Wes Anderson's Grand Budapest Hotel. Charlie Bertsch, in Tuesday's Souciant.
I saw this film yesterday and although the spoiler looked good- I was sorely disappointed. Everything seemed amissed, off-kilter, needlessly convoluted when in fact the central narrative style- simply a story told over dinner- was as simple, uncreative and cliched as ending the story with: '...it was all a dream'. I was especially frustrated as I had no one to mull over this film with, so I walked home with my disappointment and confusion. However, you seem to have preempted my misgivings (almost all of them). From the puzzle of what an Arab lobby boy found himself in fictional Eastern? Europe to the relevance of Gustave H's sexuality to the realism of libertarian 'toyboish' role. You write with clarity from an obviously complex mind. I wish your writing was accessible to more people (I stumbled upon souciant.com having woken up from a nap with the word 'souciant' in my head and a compulsion to search for its meaning).

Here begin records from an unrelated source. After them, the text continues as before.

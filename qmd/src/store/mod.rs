//! Embedded storage for collections, documents, and vectors.
//!
//! One SQLite file holds everything: content-addressed bodies, document
//! and collection metadata, path contexts, the FTS5 mirror, the vec0 KNN
//! table, and the LLM response cache. The connection is single-threaded;
//! long-lived services keep one `Store` for their lifetime.

pub mod cache;
pub mod collections;
pub mod content;
pub mod contexts;
pub mod documents;
pub mod fts;
mod migration;
pub mod vectors;

pub use collections::CollectionInfo;
pub use contexts::ContextInfo;
pub use documents::{DocumentResult, SearchResult, SearchSource, find_similar_files, match_files_by_glob};

use std::path::{Path, PathBuf};
use std::sync::Once;

use rusqlite::Connection;
use sha2::{Digest, Sha256};

use crate::config;
use crate::error::Result;

/// Registers the sqlite-vec extension once per process, before the first
/// connection opens.
static VEC_INIT: Once = Once::new();

fn register_vec_extension() {
    VEC_INIT.call_once(|| {
        // SAFETY: sqlite3_vec_init is the extension entry point exported by
        // the sqlite-vec crate; sqlite3_auto_extension expects the generic
        // extension init signature. This is the documented registration
        // pattern for rusqlite.
        unsafe {
            rusqlite::ffi::sqlite3_auto_extension(Some(std::mem::transmute::<
                *const (),
                unsafe extern "C" fn(
                    *mut rusqlite::ffi::sqlite3,
                    *mut *mut std::os::raw::c_char,
                    *const rusqlite::ffi::sqlite3_api_routines,
                ) -> std::os::raw::c_int,
            >(sqlite_vec::sqlite3_vec_init as *const ())));
        }
    });
}

/// Handle to the qmd database.
pub struct Store {
    pub(crate) conn: Connection,
    db_path: PathBuf,
}

impl Store {
    /// Open the default database (honoring `QMD_INDEX_PATH`).
    pub fn new() -> Result<Self> {
        Self::open(&config::get_db_path())
    }

    /// Open or create the database at `path`.
    pub fn open(path: &Path) -> Result<Self> {
        register_vec_extension();

        if let Some(parent) = path.parent()
            && !parent.as_os_str().is_empty()
        {
            std::fs::create_dir_all(parent)?;
        }

        let conn = Connection::open(path)?;
        conn.execute_batch(
            "PRAGMA journal_mode = WAL;
             PRAGMA foreign_keys = ON;
             PRAGMA busy_timeout = 5000;
             PRAGMA synchronous = NORMAL;",
        )?;

        migration::migrate_legacy_schema(&conn)?;
        Self::init_schema(&conn)?;

        Ok(Self {
            conn,
            db_path: path.to_path_buf(),
        })
    }

    /// Path of the open database file.
    pub fn db_path(&self) -> &Path {
        &self.db_path
    }

    pub(crate) fn init_schema(conn: &Connection) -> Result<()> {
        conn.execute_batch(
            "CREATE TABLE IF NOT EXISTS content (
                hash TEXT PRIMARY KEY,
                doc TEXT NOT NULL,
                created_at TEXT NOT NULL
            );

            CREATE TABLE IF NOT EXISTS collections (
                id INTEGER PRIMARY KEY AUTOINCREMENT,
                name TEXT NOT NULL UNIQUE,
                pwd TEXT NOT NULL,
                glob_pattern TEXT NOT NULL,
                created_at TEXT NOT NULL,
                updated_at TEXT NOT NULL,
                UNIQUE (pwd, glob_pattern)
            );

            CREATE TABLE IF NOT EXISTS documents (
                id INTEGER PRIMARY KEY AUTOINCREMENT,
                collection_id INTEGER NOT NULL
                    REFERENCES collections(id) ON DELETE CASCADE,
                path TEXT NOT NULL,
                title TEXT NOT NULL,
                hash TEXT NOT NULL,
                created_at TEXT NOT NULL,
                modified_at TEXT NOT NULL,
                active INTEGER NOT NULL DEFAULT 1,
                UNIQUE (collection_id, path)
            );

            CREATE TABLE IF NOT EXISTS path_contexts (
                id INTEGER PRIMARY KEY AUTOINCREMENT,
                collection_id INTEGER NOT NULL
                    REFERENCES collections(id) ON DELETE CASCADE,
                path_prefix TEXT NOT NULL,
                context TEXT NOT NULL,
                created_at TEXT NOT NULL,
                UNIQUE (collection_id, path_prefix)
            );

            CREATE TABLE IF NOT EXISTS content_vectors (
                hash TEXT NOT NULL,
                seq INTEGER NOT NULL,
                pos INTEGER NOT NULL DEFAULT 0,
                model TEXT NOT NULL,
                embedded_at TEXT NOT NULL,
                PRIMARY KEY (hash, seq)
            );

            CREATE TABLE IF NOT EXISTS ollama_cache (
                hash TEXT PRIMARY KEY,
                result TEXT NOT NULL,
                created_at TEXT NOT NULL
            );

            CREATE INDEX IF NOT EXISTS idx_documents_collection_active
                ON documents(collection_id, active);
            CREATE INDEX IF NOT EXISTS idx_documents_hash
                ON documents(hash);
            CREATE INDEX IF NOT EXISTS idx_documents_path_active
                ON documents(path, active);
            CREATE INDEX IF NOT EXISTS idx_path_contexts_prefix
                ON path_contexts(collection_id, path_prefix);

            CREATE VIRTUAL TABLE IF NOT EXISTS documents_fts
                USING fts5(path, body, tokenize='porter unicode61');

            CREATE TRIGGER IF NOT EXISTS documents_fts_insert
            AFTER INSERT ON documents BEGIN
                INSERT INTO documents_fts(rowid, path, body)
                VALUES (
                    new.id,
                    new.path,
                    (SELECT doc FROM content WHERE hash = new.hash)
                );
            END;

            CREATE TRIGGER IF NOT EXISTS documents_fts_delete
            AFTER DELETE ON documents BEGIN
                DELETE FROM documents_fts WHERE rowid = old.id;
            END;

            CREATE TRIGGER IF NOT EXISTS documents_fts_update
            AFTER UPDATE ON documents BEGIN
                DELETE FROM documents_fts WHERE rowid = old.id;
                INSERT INTO documents_fts(rowid, path, body)
                VALUES (
                    new.id,
                    new.path,
                    (SELECT doc FROM content WHERE hash = new.hash)
                );
            END;",
        )?;
        Ok(())
    }

    /// SHA-256 of a document body, lowercase hex.
    pub fn hash_content(body: &str) -> String {
        let mut hasher = Sha256::new();
        hasher.update(body.as_bytes());
        format!("{:x}", hasher.finalize())
    }

    /// Extract the document title from its markdown body.
    ///
    /// Takes the first `#` or `##` heading. A first heading of literally
    /// `Notes` or `📝 Notes` is a container, not a title; the next `##`
    /// heading wins instead. `None` when no usable heading exists (the
    /// caller falls back to the file stem).
    pub fn extract_title(body: &str) -> Option<String> {
        let mut first_seen = false;
        let mut want_next_h2 = false;

        for line in body.lines() {
            let trimmed = line.trim_end();
            let heading = trimmed
                .strip_prefix("## ")
                .or_else(|| trimmed.strip_prefix("# "));
            let Some(text) = heading else { continue };
            let text = text.trim();
            if text.is_empty() {
                continue;
            }

            if want_next_h2 {
                if trimmed.starts_with("## ") {
                    return Some(text.to_string());
                }
                continue;
            }

            if !first_seen {
                first_seen = true;
                if text == "Notes" || text == "📝 Notes" {
                    want_next_h2 = true;
                    continue;
                }
                return Some(text.to_string());
            }
        }
        None
    }

    /// Normalize a relative path for storage: forward slashes, no
    /// leading `./`.
    pub fn handelize(path: &str) -> String {
        let normalized = path.replace('\\', "/");
        normalized
            .strip_prefix("./")
            .unwrap_or(&normalized)
            .trim_start_matches('/')
            .to_string()
    }

    /// Reclaim free pages.
    pub fn vacuum(&self) -> Result<()> {
        self.conn.execute_batch("VACUUM")?;
        Ok(())
    }

    /// Index-wide status summary.
    pub fn get_status(&self) -> Result<StatusResult> {
        let total_documents: usize = self.conn.query_row(
            "SELECT COUNT(*) FROM documents WHERE active = 1",
            [],
            |r| r.get(0),
        )?;

        let needs_embedding: usize = self.conn.query_row(
            "SELECT COUNT(DISTINCT c.hash)
             FROM content c
             JOIN documents d ON d.hash = c.hash AND d.active = 1
             LEFT JOIN content_vectors cv ON cv.hash = c.hash AND cv.seq = 0
             WHERE cv.hash IS NULL AND length(c.doc) > 0",
            [],
            |r| r.get(0),
        )?;

        Ok(StatusResult {
            total_documents,
            needs_embedding,
            has_vector_index: self.has_vector_table()?,
            collections: self.list_collections()?,
        })
    }
}

/// Index-wide status, as shown by `qmd status` and the MCP status tool.
#[derive(Debug, Clone)]
pub struct StatusResult {
    pub total_documents: usize,
    pub needs_embedding: usize,
    pub has_vector_index: bool,
    pub collections: Vec<CollectionInfo>,
}

/// True when `path` uses the `qmd://` scheme.
pub fn is_virtual_path(path: &str) -> bool {
    path.starts_with("qmd://")
}

/// Split `qmd://{collection}/{path}` into its parts.
///
/// The collection is the first slash-delimited segment; the rest (possibly
/// empty) is the document path.
pub fn parse_virtual_path(path: &str) -> Option<(String, String)> {
    let rest = path.strip_prefix("qmd://")?;
    if rest.is_empty() {
        return None;
    }
    match rest.split_once('/') {
        Some((collection, file)) => Some((collection.to_string(), file.to_string())),
        None => Some((rest.to_string(), String::new())),
    }
}

/// Build the `qmd://` virtual path for a document.
pub fn build_virtual_path(collection: &str, path: &str) -> String {
    format!("qmd://{collection}/{path}")
}

/// Short content address, `#` plus the first six hash characters.
pub fn docid_from_hash(hash: &str) -> String {
    format!("#{}", &hash[..hash.len().min(6)])
}

/// True for strings shaped like a docid (`#` + at least 6 hex chars).
pub fn is_docid(s: &str) -> bool {
    s.strip_prefix('#').is_some_and(|rest| {
        rest.len() >= 6 && rest.chars().all(|c| c.is_ascii_hexdigit() && !c.is_ascii_uppercase())
    })
}

/// True when any path component is hidden or on the excluded list.
pub fn should_exclude(path: &Path) -> bool {
    path.components().any(|comp| {
        let name = comp.as_os_str().to_string_lossy();
        (name.starts_with('.') && name != "." && name != "..")
            || config::EXCLUDED_DIRS.contains(&name.as_ref())
    })
}

#[cfg(test)]
pub(crate) fn test_store() -> (Store, tempfile::TempDir) {
    let dir = tempfile::tempdir().expect("tempdir");
    let store = Store::open(&dir.path().join("test.sqlite")).expect("open store");
    (store, dir)
}

#[cfg(test)]
mod tests {
    use super::*;

    #[test]
    fn hash_is_stable_sha256() {
        let h = Store::hash_content("hello");
        assert_eq!(h.len(), 64);
        assert_eq!(
            h,
            "2cf24dba5fb0a30e26e83b2ac5b9e29e1b161e5c1fa7425e73043362938b9824"
        );
    }

    #[test]
    fn title_from_first_heading() {
        assert_eq!(
            Store::extract_title("# Hello World\nbody"),
            Some("Hello World".to_string())
        );
        assert_eq!(
            Store::extract_title("intro\n## Section One\ntext"),
            Some("Section One".to_string())
        );
        assert_eq!(Store::extract_title("no headings here"), None);
    }

    #[test]
    fn notes_heading_skipped() {
        let body = "# 📝 Notes\n\nsome text\n\n## Meeting Minutes\n\nmore";
        assert_eq!(
            Store::extract_title(body),
            Some("Meeting Minutes".to_string())
        );
        let body = "## Notes\n\n## Real Title\n";
        assert_eq!(Store::extract_title(body), Some("Real Title".to_string()));
        // "Notes" with no follow-up heading yields nothing.
        assert_eq!(Store::extract_title("# Notes\njust text"), None);
    }

    #[test]
    fn virtual_path_round_trip() {
        let built = build_virtual_path("wiki", "docs/intro.md");
        assert_eq!(built, "qmd://wiki/docs/intro.md");
        assert_eq!(
            parse_virtual_path(&built),
            Some(("wiki".to_string(), "docs/intro.md".to_string()))
        );
        assert_eq!(
            parse_virtual_path("qmd://wiki/"),
            Some(("wiki".to_string(), String::new()))
        );
        assert_eq!(parse_virtual_path("qmd://"), None);
        assert!(!is_virtual_path("/local/file.md"));
    }

    #[test]
    fn docid_shapes() {
        assert!(is_docid("#abc123"));
        assert!(is_docid("#deadbeef00"));
        assert!(!is_docid("abc123"));
        assert!(!is_docid("#ab"));
        assert!(!is_docid("#ABCDEF"));
        assert!(!is_docid("#ghijkl"));
        assert_eq!(docid_from_hash("abcdef0123456789"), "#abcdef");
    }

    #[test]
    fn excluded_paths() {
        assert!(should_exclude(Path::new("node_modules/pkg/readme.md")));
        assert!(should_exclude(Path::new("docs/.obsidian/file.md")));
        assert!(should_exclude(Path::new("a/vendor/b.md")));
        assert!(!should_exclude(Path::new("docs/guide.md")));
    }

    #[test]
    fn handelize_normalizes() {
        assert_eq!(Store::handelize("./a/b.md"), "a/b.md");
        assert_eq!(Store::handelize("a\\b\\c.md"), "a/b/c.md");
        assert_eq!(Store::handelize("/lead.md"), "lead.md");
    }

    #[test]
    fn schema_opens_idempotently() {
        let dir = tempfile::tempdir().unwrap();
        let path = dir.path().join("db.sqlite");
        drop(Store::open(&path).unwrap());
        // Second open must not trip on existing tables or triggers.
        let store = Store::open(&path).unwrap();
        let status = store.get_status().unwrap();
        assert_eq!(status.total_documents, 0);
    }
}
//! Output formatting for the CLI.

use colored::Colorize;

use crate::cli::OutputFormat;
use crate::store::{DocumentResult, SearchResult};

/// Human-readable byte count (B, KB, MB, GB).
pub fn format_bytes(bytes: usize) -> String {
    const UNITS: &[&str] = &["B", "KB", "MB", "GB", "TB"];
    let mut value = bytes as f64;
    let mut unit = 0;
    while value >= 1024.0 && unit < UNITS.len() - 1 {
        value /= 1024.0;
        unit += 1;
    }
    if unit == 0 {
        format!("{bytes}{}", UNITS[0])
    } else {
        format!("{value:.1}{}", UNITS[unit])
    }
}

/// "3 days ago"-style rendering of an RFC3339 timestamp.
pub fn format_time_ago(timestamp: &str) -> String {
    let Ok(then) = chrono::DateTime::parse_from_rfc3339(timestamp) else {
        return timestamp.to_string();
    };
    let seconds = (chrono::Utc::now() - then.with_timezone(&chrono::Utc)).num_seconds();
    if seconds < 0 {
        return "just now".to_string();
    }
    match seconds {
        0..=59 => "just now".to_string(),
        60..=3599 => format!("{} minutes ago", seconds / 60),
        3600..=86399 => format!("{} hours ago", seconds / 3600),
        86400..=2591999 => format!("{} days ago", seconds / 86400),
        _ => format!("{} months ago", seconds / 2592000),
    }
}

/// Compact `ls`-style timestamp (`Jan 02 15:04`).
pub fn format_ls_time(timestamp: &str) -> String {
    chrono::DateTime::parse_from_rfc3339(timestamp)
        .map(|t| t.format("%b %d %H:%M").to_string())
        .unwrap_or_else(|_| timestamp.to_string())
}

/// Prefix each line with its number, starting at `start`.
pub fn add_line_numbers(text: &str, start: usize) -> String {
    text.lines()
        .enumerate()
        .map(|(i, line)| format!("{}: {}", start + i, line))
        .collect::<Vec<_>>()
        .join("\n")
}

fn search_result_json(result: &SearchResult, full: bool) -> serde_json::Value {
    serde_json::json!({
        "file": result.doc.filepath,
        "displayPath": result.doc.display_path,
        "docid": format!("#{}", result.doc.docid.trim_start_matches('#')),
        "title": result.doc.title,
        "score": (result.score * 10000.0).round() / 10000.0,
        "source": result.source,
        "context": result.doc.context,
        "body": if full { result.doc.body.clone() } else { None },
    })
}

/// Print search results in the requested format.
pub fn format_search_results(results: &[SearchResult], format: &OutputFormat, full: bool) {
    match format {
        OutputFormat::Json => {
            let items: Vec<_> = results
                .iter()
                .map(|r| search_result_json(r, full))
                .collect();
            println!(
                "{}",
                serde_json::to_string_pretty(&items).unwrap_or_else(|_| "[]".to_string())
            );
        }
        OutputFormat::Files => {
            for r in results {
                println!("{}", r.doc.filepath);
            }
        }
        OutputFormat::Text => {
            if results.is_empty() {
                println!("{}", "No results found.".dimmed());
                return;
            }
            for (i, r) in results.iter().enumerate() {
                println!(
                    "{}. {} {} {}",
                    (i + 1).to_string().cyan(),
                    format!("{:.2}", r.score).dimmed(),
                    r.doc.display_path.bold(),
                    format!("- {}", r.doc.title).dimmed()
                );
                if let Some(ref ctx) = r.doc.context {
                    println!("   {}", ctx.dimmed());
                }
                if full && let Some(ref body) = r.doc.body {
                    println!("{body}\n");
                }
            }
        }
    }
}

/// Print documents from multi-get, flagging skipped ones.
pub fn format_documents(
    results: &[(DocumentResult, bool, Option<String>)],
    format: &OutputFormat,
) {
    match format {
        OutputFormat::Json => {
            let items: Vec<_> = results
                .iter()
                .map(|(doc, skipped, reason)| {
                    serde_json::json!({
                        "file": doc.filepath,
                        "title": doc.title,
                        "size": doc.body_length,
                        "skipped": skipped,
                        "reason": reason,
                        "context": doc.context,
                        "body": doc.body,
                    })
                })
                .collect();
            println!(
                "{}",
                serde_json::to_string_pretty(&items).unwrap_or_else(|_| "[]".to_string())
            );
        }
        OutputFormat::Files => {
            for (doc, skipped, _) in results {
                if !skipped {
                    println!("{}", doc.filepath);
                }
            }
        }
        OutputFormat::Text => {
            for (doc, skipped, reason) in results {
                println!("{} {}", "==>".cyan(), doc.filepath.bold());
                if *skipped {
                    println!(
                        "{}\n",
                        format!(
                            "Skipped: {}",
                            reason.as_deref().unwrap_or("file too large")
                        )
                        .yellow()
                    );
                    continue;
                }
                if let Some(ref ctx) = doc.context {
                    println!("{}", format!("Folder Context: {ctx}").dimmed());
                }
                if let Some(ref body) = doc.body {
                    println!("{body}\n");
                }
            }
        }
    }
}

#[cfg(test)]
mod tests {
    use super::*;

    #[test]
    fn bytes_units() {
        assert_eq!(format_bytes(512), "512B");
        assert_eq!(format_bytes(2048), "2.0KB");
        assert_eq!(format_bytes(5 * 1024 * 1024), "5.0MB");
    }

    #[test]
    fn line_numbers_start_offset() {
        assert_eq!(add_line_numbers("a\nb", 5), "5: a\n6: b");
    }

    #[test]
    fn time_ago_buckets() {
        let now = chrono::Utc::now();
        let mins = (now - chrono::Duration::minutes(5)).to_rfc3339();
        assert_eq!(format_time_ago(&mins), "5 minutes ago");
        let days = (now - chrono::Duration::days(3)).to_rfc3339();
        assert_eq!(format_time_ago(&days), "3 days ago");
        assert_eq!(format_time_ago("not a timestamp"), "not a timestamp");
    }
}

It contrasts what I read from the Guardian, UK film critics, who simply seems to be a man with a pen (laptop), power and influence who spouts his opinion and ratings with little analysis no obvious justifications. Great work, I am hooked.
Saw it last night. There are spoilers to follow, so stop reading if you want to avoid them. Let me start by saying I'm a fan, typically, of Anderson. This movie really missed the mark for me, however. The normal Anderson tricks were there, the beautiful set design, the wonderfully acted witty banter, the dream like scenarios. In short, it had almost all the elements of a Wes Anderson that I usually like. But it was missing one great element: story. For me, unless I'm watching a really out there experimental movie or something, story is the foundation on which the house is built. If you don't have it, you have nothing. Here, the story basically boils down to a really convoluted path to inherited wealth, and nothing more. Everything else that happens is kind of meaningless. The two characters who die who are important to Zero, don't die as acts of sacrifice to him, or to further the story in any way; they just die unceremoniously an unnecessarily after they've performed their functions as characters. In fact, Agatha, whom Zero weeps for in an obvious foreshadowing to an untimely death, dies long after the story ends. WTF? Is that supposed to be some sort of irony? Same with Gustave. His death happens after the film's resolution. It's meaningless, as Zero would have inherited the money eventually anyway. Add to all of this the obvious SS references, and we're now wading even further into shallow
waters, pretending to be deep. The SS contribute nothing to the film that wouldn't have been accomplished by normal police officers. It seemed to me to be a way to try to put layers onto a story that lacked them (a dress on a turd, as the saying goes). I didn't get it. He was perhaps trying to conjure The Great Dictator stylistically, without realizing that what made that movie powerful was the message, not the fact that the SS were bad. I like Wes Anderson, because he uses his whimsical style to explore human relationships. That works in a movie like Moonrise Kingdom, a love story between teenagers, and a beautiful movie, IMO. In Grand Budapest Hotel, it just seems trivial. In the end, instead of a journey, we've gone on a roller coaster ride. Ups, down, twists and turns, but ultimately going nowhere. I think the analogy made by Charlie Bertsch that we need to look through the wrong end of a telescope to properly view Anderson is a bit off in this case. At the Grand Budapest, we have to shove our heads very far up our asses to fairly gain his perspective.
Great write up about a film I'm very excited to see. You had me worried until I read this paragraph: I hope it can have the same effect in a Raleigh Durham parking lot soon.When I walked out of the theater after seeing the film, I at first found myself unable to think about it analytically, because it had moved me so. Yet I’d never had the sense during the picture that it was affecting me to that extent; my attention, rather, was directed to the profusion of details Anderson is able to highlight: the way the hotel’s interior in the 1968 sequence so perfectly captures the color schemes of that era; the fabricated artworks that so effectively conjure their real-world inspiration; the excesses of different characters’ attire. If a film about an imaginary country in Eastern Europe can transform a Tucson, Arizona parking lot into a haunted landscape, flooding me with memories good and bad, I figure it must be doing something right.